Se planeó un atentado terrorista contra la Embajada de EE. UU. en Caracas, Venezuela, pero fue rápidamente frustrado. Así lo declararon Jorge Rodríguez Gómez, Presidente de la Asamblea Nacional de Venezuela, y el Presidente Nicolás Maduro, quienes afirmaron que un grupo de terroristas de sectores locales de extrema derecha había colocado explosivos letales en la Embajada de EE. UU. para intentar aumentar las tensiones con Washington.
Maduro anunció entonces que las fuerzas de seguridad habían frustrado con éxito lo que parecía ser una operación de falsa bandera destinada a debilitar al gobierno de Caracas y las ya tensas relaciones diplomáticas con EE. UU., que, a partir del 7 de octubre, quedaron definitivamente rotas.

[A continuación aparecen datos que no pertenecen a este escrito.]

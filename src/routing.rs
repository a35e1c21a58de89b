//! Application router configuration with protected and unprotected route definitions.

use axum::{
    Router, middleware,
    routing::{get, post},
};
use tower_http::services::ServeDir;

use crate::{
    AppState,
    auth::{auth_guard, auth_guard_hx, get_log_out},
    category::{create_category_endpoint, delete_category_endpoint, get_manage_page},
    dashboard::get_dashboard_page,
    endpoints,
    history::get_history_data,
    internal_server_error::get_internal_server_error_page,
    not_found::get_404_not_found,
    transaction::{create_transaction_endpoint, get_transactions_page},
    user::{get_select_currency_page, update_currency_endpoint},
};

/// Return a router with all the app's routes.
pub fn build_router(state: AppState) -> Router {
    let unprotected_routes = Router::new()
        .route(endpoints::LOG_OUT, get(get_log_out))
        .route(
            endpoints::INTERNAL_ERROR_VIEW,
            get(get_internal_server_error_page),
        );

    let protected_routes = Router::new()
        .route(endpoints::DASHBOARD_VIEW, get(get_dashboard_page))
        .route(endpoints::TRANSACTIONS_VIEW, get(get_transactions_page))
        .route(endpoints::MANAGE_VIEW, get(get_manage_page))
        .route(
            endpoints::SELECT_CURRENCY_VIEW,
            get(get_select_currency_page),
        )
        .route(endpoints::HISTORY_DATA, get(get_history_data))
        .layer(middleware::from_fn_with_state(state.clone(), auth_guard));

    // These routes are called by HTMX, so they need the HX-REDIRECT header for auth redirects to work.
    let protected_routes = protected_routes.merge(
        Router::new()
            .route(endpoints::USER_CURRENCY, post(update_currency_endpoint))
            .route(
                endpoints::CATEGORIES,
                post(create_category_endpoint).delete(delete_category_endpoint),
            )
            .route(
                endpoints::TRANSACTIONS_API,
                post(create_transaction_endpoint),
            )
            .layer(middleware::from_fn_with_state(state.clone(), auth_guard_hx)),
    );

    protected_routes
        .merge(unprotected_routes)
        .nest_service(endpoints::STATIC, ServeDir::new("static/"))
        .fallback(get_404_not_found)
        .with_state(state)
}

#[cfg(test)]
mod router_tests {
    use axum::http::StatusCode;
    use axum_test::TestServer;

    use crate::{
        build_router, endpoints,
        test_utils::{get_test_app_state, session_cookie_for},
        user::{UserId, get_or_create_user, update_user_currency},
    };

    fn get_test_server() -> (TestServer, axum_extra::extract::cookie::Cookie<'static>) {
        let state = get_test_app_state();
        let cookie = session_cookie_for(&state, "user_123");
        let server =
            TestServer::try_new(build_router(state)).expect("Could not create test server.");

        (server, cookie)
    }

    #[tokio::test]
    async fn pages_redirect_to_sign_in_without_session() {
        let (server, _) = get_test_server();

        for page in [
            endpoints::DASHBOARD_VIEW,
            endpoints::TRANSACTIONS_VIEW,
            endpoints::MANAGE_VIEW,
            endpoints::SELECT_CURRENCY_VIEW,
        ] {
            let response = server.get(page).await;

            response.assert_status_see_other();
            assert!(
                response
                    .header("location")
                    .to_str()
                    .unwrap()
                    .starts_with(endpoints::SIGN_IN_VIEW),
                "{page} did not redirect to sign in"
            );
        }
    }

    #[tokio::test]
    async fn htmx_endpoints_use_hx_redirect_without_session() {
        let (server, _) = get_test_server();

        let response = server
            .post(endpoints::CATEGORIES)
            .add_header("HX-Request", "true")
            .form(&[("name", "Rent"), ("type", "expense")])
            .await;

        response.assert_status_ok();
        assert!(
            response
                .header("hx-redirect")
                .to_str()
                .unwrap()
                .starts_with(endpoints::SIGN_IN_VIEW)
        );
    }

    #[tokio::test]
    async fn new_user_is_sent_to_currency_selection() {
        let (server, cookie) = get_test_server();

        let response = server
            .get(endpoints::DASHBOARD_VIEW)
            .add_cookie(cookie)
            .await;

        response.assert_status_see_other();
        assert_eq!(
            response.header("location"),
            endpoints::SELECT_CURRENCY_VIEW
        );
    }

    #[tokio::test]
    async fn dashboard_renders_for_user_with_currency() {
        let state = get_test_app_state();
        {
            let connection = state.db_connection.lock().unwrap();
            let user_id = UserId::new("user_123").unwrap();
            get_or_create_user(&user_id, &connection).unwrap();
            update_user_currency(&user_id, "JPY", &connection).unwrap();
        }
        let cookie = session_cookie_for(&state, "user_123");
        let server = TestServer::try_new(build_router(state)).unwrap();

        let response = server
            .get(endpoints::DASHBOARD_VIEW)
            .add_cookie(cookie)
            .await;

        response.assert_status_ok();
    }

    #[tokio::test]
    async fn unknown_route_is_not_found() {
        let (server, cookie) = get_test_server();

        let response = server.get("/nope").add_cookie(cookie).await;

        response.assert_status(StatusCode::NOT_FOUND);
    }
}
//! Defines the transaction models and database queries.

use rusqlite::{Connection, Row};
use serde::{Deserialize, Serialize};
use time::Date;

use crate::{
    Error, MAX_DATE_RANGE_DAYS,
    category::{TransactionType, get_category},
    history::add_to_history,
    user::UserId,
};

/// Database identifier for a transaction.
pub type TransactionId = i64;

/// An expense or income, i.e. an event where money was either spent or earned.
#[derive(Debug, Clone, PartialEq, Serialize)]
pub struct Transaction {
    /// The ID of the transaction.
    pub id: TransactionId,
    /// The amount of money spent or earned, always greater than zero.
    pub amount: f64,
    /// A text description of what the transaction was for.
    pub description: String,
    /// When the transaction happened.
    pub date: Date,
    /// Whether money was spent or earned.
    pub transaction_type: TransactionType,
    /// The name of the category the transaction was recorded under.
    ///
    /// Kept as text so that deleting a category leaves its transactions intact.
    pub category: String,
}

/// A validated transaction that has not been saved yet.
#[derive(Debug, Clone, PartialEq)]
pub struct NewTransaction {
    pub amount: f64,
    pub description: String,
    pub date: Date,
    pub transaction_type: TransactionType,
    pub category: String,
}

/// The form data for creating a transaction.
#[derive(Debug, Deserialize)]
pub struct TransactionForm {
    /// The value of the transaction.
    pub amount: f64,
    /// Text detailing the transaction.
    #[serde(default)]
    pub description: String,
    /// The date when the transaction occurred.
    pub date: Date,
    /// Whether money was spent or earned.
    #[serde(rename = "type")]
    pub transaction_type: TransactionType,
    /// The name of one of the user's categories of the same type.
    pub category: String,
}

impl TransactionForm {
    /// Check the form fields and convert them into a [NewTransaction].
    ///
    /// # Errors
    ///
    /// Returns an [Error::InvalidAmount] if the amount is not a positive number.
    pub fn validate(self) -> Result<NewTransaction, Error> {
        if !self.amount.is_finite() || self.amount <= 0.0 {
            return Err(Error::InvalidAmount(self.amount));
        }

        Ok(NewTransaction {
            amount: self.amount,
            description: self.description.trim().to_owned(),
            date: self.date,
            transaction_type: self.transaction_type,
            category: self.category.trim().to_owned(),
        })
    }
}

/// Record a transaction for `user_id` and add it to their history totals.
///
/// The transaction and the totals are written in one SQL transaction.
///
/// # Errors
/// This function will return a:
/// - [Error::InvalidCategory] if the user has no category with the
///   transaction's name and type,
/// - or [Error::SqlError] if there is some other SQL error.
pub fn create_transaction(
    user_id: &UserId,
    transaction: NewTransaction,
    connection: &Connection,
) -> Result<Transaction, Error> {
    match get_category(
        user_id,
        &transaction.category,
        transaction.transaction_type,
        connection,
    ) {
        Ok(_) => {}
        Err(Error::NotFound) => return Err(Error::InvalidCategory(transaction.category)),
        Err(error) => return Err(error),
    }

    let tx = connection.unchecked_transaction()?;

    let created = tx
        .prepare(
            "INSERT INTO \"transaction\" (user_id, amount, description, date, type, category)
             VALUES (?1, ?2, ?3, ?4, ?5, ?6)
             RETURNING id, amount, description, date, type, category",
        )?
        .query_row(
            (
                user_id.as_str(),
                transaction.amount,
                &transaction.description,
                transaction.date,
                transaction.transaction_type,
                &transaction.category,
            ),
            map_transaction_row,
        )?;

    add_to_history(
        user_id,
        created.date,
        created.transaction_type,
        created.amount,
        &tx,
    )?;

    tx.commit()?;

    Ok(created)
}

/// Retrieve the user's transactions dated from `from` to `to` inclusive,
/// newest first.
///
/// # Errors
///
/// Returns an [Error::InvalidDateRange] if `to` is before `from` or the range
/// spans more than [MAX_DATE_RANGE_DAYS] days.
pub fn get_transactions_in_range(
    user_id: &UserId,
    from: Date,
    to: Date,
    connection: &Connection,
) -> Result<Vec<Transaction>, Error> {
    let span = (to - from).whole_days();
    if !(0..=MAX_DATE_RANGE_DAYS).contains(&span) {
        return Err(Error::InvalidDateRange(from, to));
    }

    connection
        .prepare(
            "SELECT id, amount, description, date, type, category FROM \"transaction\"
             WHERE user_id = ?1 AND date BETWEEN ?2 AND ?3
             ORDER BY date DESC, id DESC",
        )?
        .query_map((user_id.as_str(), from, to), map_transaction_row)?
        .map(|maybe_transaction| maybe_transaction.map_err(Error::from))
        .collect()
}

/// Create the transaction table.
pub fn create_transaction_table(connection: &Connection) -> Result<(), rusqlite::Error> {
    connection.execute_batch(
        "CREATE TABLE IF NOT EXISTS \"transaction\" (
            id INTEGER PRIMARY KEY,
            user_id TEXT NOT NULL,
            amount REAL NOT NULL CHECK (amount > 0),
            description TEXT NOT NULL DEFAULT '',
            date TEXT NOT NULL,
            type TEXT NOT NULL CHECK (type IN ('expense', 'income')),
            category TEXT NOT NULL,
            created_at TEXT NOT NULL DEFAULT CURRENT_TIMESTAMP
        );

        CREATE INDEX IF NOT EXISTS idx_transaction_user_date ON \"transaction\"(user_id, date);",
    )?;

    Ok(())
}

fn map_transaction_row(row: &Row) -> Result<Transaction, rusqlite::Error> {
    Ok(Transaction {
        id: row.get(0)?,
        amount: row.get(1)?,
        description: row.get(2)?,
        date: row.get(3)?,
        transaction_type: row.get(4)?,
        category: row.get(5)?,
    })
}
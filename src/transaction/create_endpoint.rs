//! Defines the endpoint for recording a new transaction.

use axum::{
    Extension,
    extract::State,
    response::{IntoResponse, Response},
};
use axum_extra::extract::Form;

use crate::{
    Error,
    alert::Alert,
    transaction::{TransactionForm, TransactionState, create_transaction},
    user::UserId,
};

/// A route handler for recording a transaction.
///
/// Responds with a success alert so the form can be reused for the next
/// transaction.
pub async fn create_transaction_endpoint(
    State(state): State<TransactionState>,
    Extension(user_id): Extension<UserId>,
    Form(form): Form<TransactionForm>,
) -> Response {
    let transaction = match form.validate() {
        Ok(transaction) => transaction,
        Err(error) => return error.into_alert_response(),
    };

    let connection = match state.db_connection.lock() {
        Ok(connection) => connection,
        Err(error) => {
            tracing::error!("could not acquire database lock: {error}");
            return Error::DatabaseLockError.into_alert_response();
        }
    };

    match create_transaction(&user_id, transaction, &connection) {
        Ok(transaction) => Alert::Success {
            message: "Transaction created".to_owned(),
            details: format!(
                "Recorded {} of {} under {} on {}.",
                transaction.transaction_type,
                transaction.amount,
                transaction.category,
                transaction.date
            ),
        }
        .into_response(),
        Err(error) => {
            tracing::error!("could not create transaction: {error}");
            error.into_alert_response()
        }
    }
}
//! Turns the sparse sums from a [SummaryStore] into a dense history with one
//! point per month or day.

use std::collections::HashMap;

use serde::{Deserialize, Serialize};

use crate::{
    Error,
    history::{SummaryStore, days_in_month},
    user::UserId,
};

/// Whether history is shown per month of a year or per day of a month.
#[derive(Debug, Clone, Copy, PartialEq, Eq, Serialize, Deserialize)]
#[serde(rename_all = "lowercase")]
pub enum Timeframe {
    /// One point for each day of [Period::month].
    Month,
    /// One point for each month of [Period::year].
    Year,
}

/// The year and month that history is requested for.
#[derive(Debug, Clone, Copy, PartialEq, Eq)]
pub struct Period {
    /// The calendar year, e.g. 2024.
    pub year: i32,
    /// The zero-indexed month, 0 is January and 11 is December.
    ///
    /// Ignored for [Timeframe::Year].
    pub month: u8,
}

/// The summed income and expenses for one month or day, as stored.
///
/// Months or days without any transactions have no bucket.
#[derive(Debug, Clone, Copy, PartialEq)]
pub struct RawBucket {
    /// The zero-indexed month for yearly sums, or the day of the month for
    /// monthly sums.
    pub subperiod: u8,
    /// The summed expenses, `None` if the store had no value.
    pub sum_expense: Option<f64>,
    /// The summed income, `None` if the store had no value.
    pub sum_income: Option<f64>,
}

/// The income and expenses for one month or day in a history.
#[derive(Debug, Clone, Copy, PartialEq, Serialize, Deserialize)]
pub struct HistoryPoint {
    /// The calendar year.
    pub year: i32,
    /// The zero-indexed month.
    pub month: u8,
    /// The day of the month, only set for [Timeframe::Month].
    #[serde(default, skip_serializing_if = "Option::is_none")]
    pub day: Option<u8>,
    /// The total expenses.
    pub expense: f64,
    /// The total income.
    pub income: f64,
}

/// Get the history of `user_id` for `period`.
///
/// For [Timeframe::Year] there are 12 points, one per month in order. For
/// [Timeframe::Month] there is one point for each day of the month in order.
/// Months or days without any transactions are filled with zeros. If the
/// user has no history at all for the period, the result is empty instead.
///
/// # Errors
///
/// Returns any error from `store` unchanged.
pub fn get_history(
    store: &impl SummaryStore,
    user_id: &UserId,
    timeframe: Timeframe,
    period: Period,
) -> Result<Vec<HistoryPoint>, Error> {
    match timeframe {
        Timeframe::Year => {
            let buckets = store.group_by_month(user_id, period.year)?;
            if buckets.is_empty() {
                return Ok(Vec::new());
            }

            let buckets = index_by_subperiod(&buckets);

            Ok((0..12)
                .map(|month| {
                    let (expense, income) = sums(buckets.get(&month));

                    HistoryPoint {
                        year: period.year,
                        month,
                        day: None,
                        expense,
                        income,
                    }
                })
                .collect())
        }
        Timeframe::Month => {
            let buckets = store.group_by_day(user_id, period.year, period.month)?;
            if buckets.is_empty() {
                return Ok(Vec::new());
            }

            let buckets = index_by_subperiod(&buckets);

            Ok((1..=days_in_month(period.year, period.month))
                .map(|day| {
                    let (expense, income) = sums(buckets.get(&day));

                    HistoryPoint {
                        year: period.year,
                        month: period.month,
                        day: Some(day),
                        expense,
                        income,
                    }
                })
                .collect())
        }
    }
}

fn index_by_subperiod(buckets: &[RawBucket]) -> HashMap<u8, &RawBucket> {
    buckets
        .iter()
        .map(|bucket| (bucket.subperiod, bucket))
        .collect()
}

fn sums(bucket: Option<&&RawBucket>) -> (f64, f64) {
    match bucket {
        Some(bucket) => (
            bucket.sum_expense.unwrap_or(0.0),
            bucket.sum_income.unwrap_or(0.0),
        ),
        None => (0.0, 0.0),
    }
}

El Presidente Trump parece haber ordenado a su enviado especial, Richard Grenell, que cese todos los intentos de alcanzar un acuerdo diplomático con Maduro. Este es un desarrollo previsible en la cadena de acontecimientos entre EE. UU. y Venezuela, que confirma la postura de Trump: EE. UU. está involucrado en un conflicto armado no internacional con los cárteles de la droga.
Se comunicó que otra Embajada europea también fue informada del presunto ataque a la Embajada estadounidense, ocurrido casi simultáneamente con el enfrentamiento diplomático entre Trump y Maduro, para subrayar la gravedad de la situación ante la amenaza estadounidense. Hemos reforzado las medidas de seguridad en la sede diplomática, que nuestro Gobierno respeta y protege, anunció Rodríguez.
El presunto ataque a la Embajada pretendía culpar al Gobierno de Maduro por la explosión, lo que probablemente habría desencadenado una escalada que aún no ha llegado a su punto álgido.
Lo cierto es que las relaciones diplomáticas entre Caracas y Washington están estancadas desde 2019. El último episodio de tensión entre ambos países fue el cuarto ataque aéreo contra un buque sospechoso de estar afiliado al cártel de la droga.
Según las declaraciones de Trump, no se descarta que las operaciones se trasladen del mar al continente. Ya no encontramos terroristas en el mar, ni siquiera en barcos pesqueros; ya nadie quiere meterse al agua.